Briefly describe what you produce.
We raise alpacas for their fiber, sheep for their wool and grass-fed lamb. We usually have gardens that
supply peppers and tomatoes.
Hummingbird Kitchen produces 5 USDA approved jellies, with another 6-10 ready to submit to the USDA.
We produce artisan breads, scones, cookies, bars, soft pretzels, cake bombs, muffins and tarts. We
produce custom orders of other baked items and we also cater small events.
Brian, could you tell us a bit about your farming methods?
All of our animals are grass-fed. We utilize rotational grazing for the alpacas. We are implementing a
rotational system for the sheep now that our flock has grown. We do supplement some pelletized feed on occasion, especially during lambing season. We have a 26x28 greenhouse and produce about 140 lbs of barley fodder per day, September through June. If required by drought, we can run warm season fodder to provide forage the entire year. It is a hydroponic system that only requires water (no other inputs). We chose this method of grass production after the drought of 2012 as a method to control input costs. For our gardens, we utilize composted manure (12 + months) and very seldom, if ever, use pesticides. We never use herbicides for weed control. While we are not certified organic, we use organic farming principles.

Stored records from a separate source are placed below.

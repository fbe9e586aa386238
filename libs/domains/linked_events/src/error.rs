use axum::response::{IntoResponse, Response};
use axum_helpers::{AppError, ErrorCode};
use thiserror::Error;

#[derive(Debug, Error)]
pub enum LinkedEventsError {
    #[error("time in invalid format (try ISO 8601 or yyyy-mm-dd)")]
    InvalidTime(String),

    #[error("Invalid duration supplied. Try '1d' or '2h'.")]
    InvalidDuration(String),

    #[error("bbox must be four comma separated numbers: west,south,east,north (got '{0}')")]
    InvalidBbox(String),

    #[error("Invalid language supplied. Supported languages: {0}")]
    InvalidLanguage(String),

    #[error("{0}")]
    InvalidSearch(String),

    #[error("{kind} with id {id} does not exist")]
    RelatedNotFound { kind: &'static str, id: String },

    #[error("Do not send 'id' when POSTing a new Event (got id='{0}')")]
    ClientSuppliedId(String),

    #[error("Incorrect JSON for '{0}'. Expected an object with '@id'.")]
    MissingRelationId(String),

    #[error("{0}")]
    InvalidPayload(String),

    #[error("User needs to be authenticated.")]
    Unauthenticated,

    #[error("User needs to be authorized to publish events.")]
    NoOrganization,

    #[error("User is connected to multiple organizations. This is currently not supported.")]
    MultipleOrganizations,

    #[error("{kind} not found: {id}")]
    NotFound { kind: &'static str, id: String },

    #[error("Invalid page.")]
    InvalidPage,

    #[error("No serializer registered for searchable type '{0}'")]
    MissingSerializer(String),

    #[error("Search backend error: {0}")]
    Search(String),

    #[error("Database error: {0}")]
    Database(String),

    #[error("Internal error: {0}")]
    Internal(String),
}

pub type LinkedEventsResult<T> = Result<T, LinkedEventsError>;

impl From<sea_orm::DbErr> for LinkedEventsError {
    fn from(err: sea_orm::DbErr) -> Self {
        LinkedEventsError::Database(err.to_string())
    }
}

impl From<LinkedEventsError> for AppError {
    fn from(err: LinkedEventsError) -> Self {
        use LinkedEventsError::*;

        match err {
            InvalidTime(_) | InvalidDuration(_) | InvalidBbox(_) | InvalidLanguage(_)
            | InvalidSearch(_) | RelatedNotFound { .. } | ClientSuppliedId(_)
            | MissingRelationId(_) | InvalidPayload(_) => AppError::BadRequest(err.to_string()),
            Unauthenticated => AppError::Unauthorized(err.to_string()),
            NoOrganization | MultipleOrganizations => AppError::Forbidden(err.to_string()),
            NotFound { .. } | InvalidPage => AppError::NotFound(err.to_string()),
            Search(detail) => AppError::Dependency {
                code: ErrorCode::SearchBackendError,
                detail,
            },
            Database(detail) => AppError::Dependency {
                code: ErrorCode::DatabaseError,
                detail,
            },
            MissingSerializer(_) | Internal(_) => AppError::InternalServerError(err.to_string()),
        }
    }
}

impl IntoResponse for LinkedEventsError {
    fn into_response(self) -> Response {
        AppError::from(self).into_response()
    }
}
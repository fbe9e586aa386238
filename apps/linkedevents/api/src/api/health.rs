//! Readiness check backed by a real database check.

use crate::state::AppState;
use axum::{
    extract::State,
    response::{IntoResponse, Response},
};
use axum_helpers::server::{HealthCheckFuture, run_health_checks};

/// `GET /ready`: 200 when PostgreSQL answers, 503 otherwise.
pub async fn ready_handler(State(state): State<AppState>) -> Response {
    let checks: Vec<(&str, HealthCheckFuture<'_>)> = vec![(
        "database",
        Box::pin(async {
            database::postgres::check_health(&state.db)
                .await
                .map_err(|e| format!("Database ping failed: {}", e))
        }),
    )];

    run_health_checks(checks).await.into_response()
}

What does a typical day look like on your farm, or in your kitchen?
Farm - feeding animals, checking animals through the day, harvesting fodder and replanting seed for harvest the following week.
Hummingbird Kitchen – In the kitchen we build from beginning of the week to the end. Since we are in a tourist area, the end of the week is baking out for orders and events. The beginning of the week is prep work, canning product or planning for the end of the week. Sometimes, with a quick change of clothes in lambing season, to check on animals all through the day.
What is your biggest challenge?
(Brian) - I have an off-the-farm job. There are days when being close would benefit both the ranch and
(Brian & Terri)
Managing time. Except during lambing season, there usually aren't any conflicts between raising animals and creating product. There are days, though when it is a balancing act to get everything done for orders while being a good shepherd(ess).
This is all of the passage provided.